Researchers identify, test novel drug that may stop heart failure progression
Researchers at The Ohio State University Wexner Medical Center and College of Medicine have developed a novel drug molecule that targets T-cells causing inflammation in heart failure patients, stopping further progression of the disease.
During heart failure, T-cells, which are part of the immune system, go from protecting the body from infection to causing heart failure to progress. In a study of heart failure mice, Ohio State University researchers found these "bad" T-cells have increased levels of a protein called estrogen receptor alpha. With the help of the Drug Development Institute, which is part of The Ohio State University Comprehensive Cancer Center—Arthur G. James Cancer Hospital and Richard J. Solove Research Institute, researchers identified and tested a new drug molecule that activates estrogen receptor beta, which is known to have an opposite effect of estrogen receptor alpha. The novel treatment stopped the progression of heart failure.
Research results were published today in the American Heart Association journal Circulation: Heart Failure.
"This is a major finding since we have not had a new drug developed for heart failure in the last several years. We know inflammation plays an important role in worsening symptoms of heart failure, but we have not been able to identify suitable treatments that can target 'bad' inflammation without affecting 'good' inflammation. With this drug, we can selectively target 'bad' T-cells and stop the disease from getting worse," said Shyam S. Bansal, an assistant professor in the Department of Physiology and Cell Biology and an investigator at the Dorothy M. Davis Heart and Lung Research Institute.

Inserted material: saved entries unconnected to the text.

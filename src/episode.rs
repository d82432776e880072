//! Episode bookkeeping.

use crate::plugin::Transition;

/// One training or evaluation pass through the environment.
///
/// Lives from `reset` until its total reward is folded into the
/// [`RewardHistory`].
#[derive(Debug, Default)]
pub struct Episode {
    pub index: u64,
    pub total_reward: f64,
    pub transitions: Vec<Transition>,
}

impl Episode {
    pub fn new(index: u64) -> Self {
        Self {
            index,
            total_reward: 0.0,
            transitions: Vec::new(),
        }
    }

    pub fn record(&mut self, transition: Transition) {
        self.total_reward += transition.reward;
        self.transitions.push(transition);
    }

    pub fn steps(&self) -> u64 {
        self.transitions.len() as u64
    }
}

/// Append-only per-episode total rewards; one entry per completed
/// episode, for the lifetime of the run.
#[derive(Debug, Default)]
pub struct RewardHistory {
    totals: Vec<f64>,
}

impl RewardHistory {
    pub fn new() -> Self {
        Self::default()
    }

    pub fn push(&mut self, total: f64) {
        self.totals.push(total);
    }

    /// Number of completed episodes.
    pub fn len(&self) -> usize {
        self.totals.len()
    }

    pub fn is_empty(&self) -> bool {
        self.totals.is_empty()
    }

    pub fn totals(&self) -> &[f64] {
        &self.totals
    }
}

Heart failure causes chronic inflammation and affects about 6 million Americans with many needing a heart transplant, according to the American Heart Association. The two most common causes are high blood pressure and coronary artery disease.
"Currently there is no treatment that can stop progression of heart failure. About half of patients die within the first five years of their diagnosis. This novel treatment addresses one of the underlying mechanisms of the disease. With this drug, we may be able to significantly improve the lifespan of patients, and if we stop the disease at an early stage, patients may not even need a heart transplant," Bansal said.
Ohio State University has patented the drug molecule, OSU-ERb-012. Future research plans are to determine the effectiveness of the drug in other animal trials, identify the lowest therapeutic dose and eventually conduct clinical trials in human heart failure patients.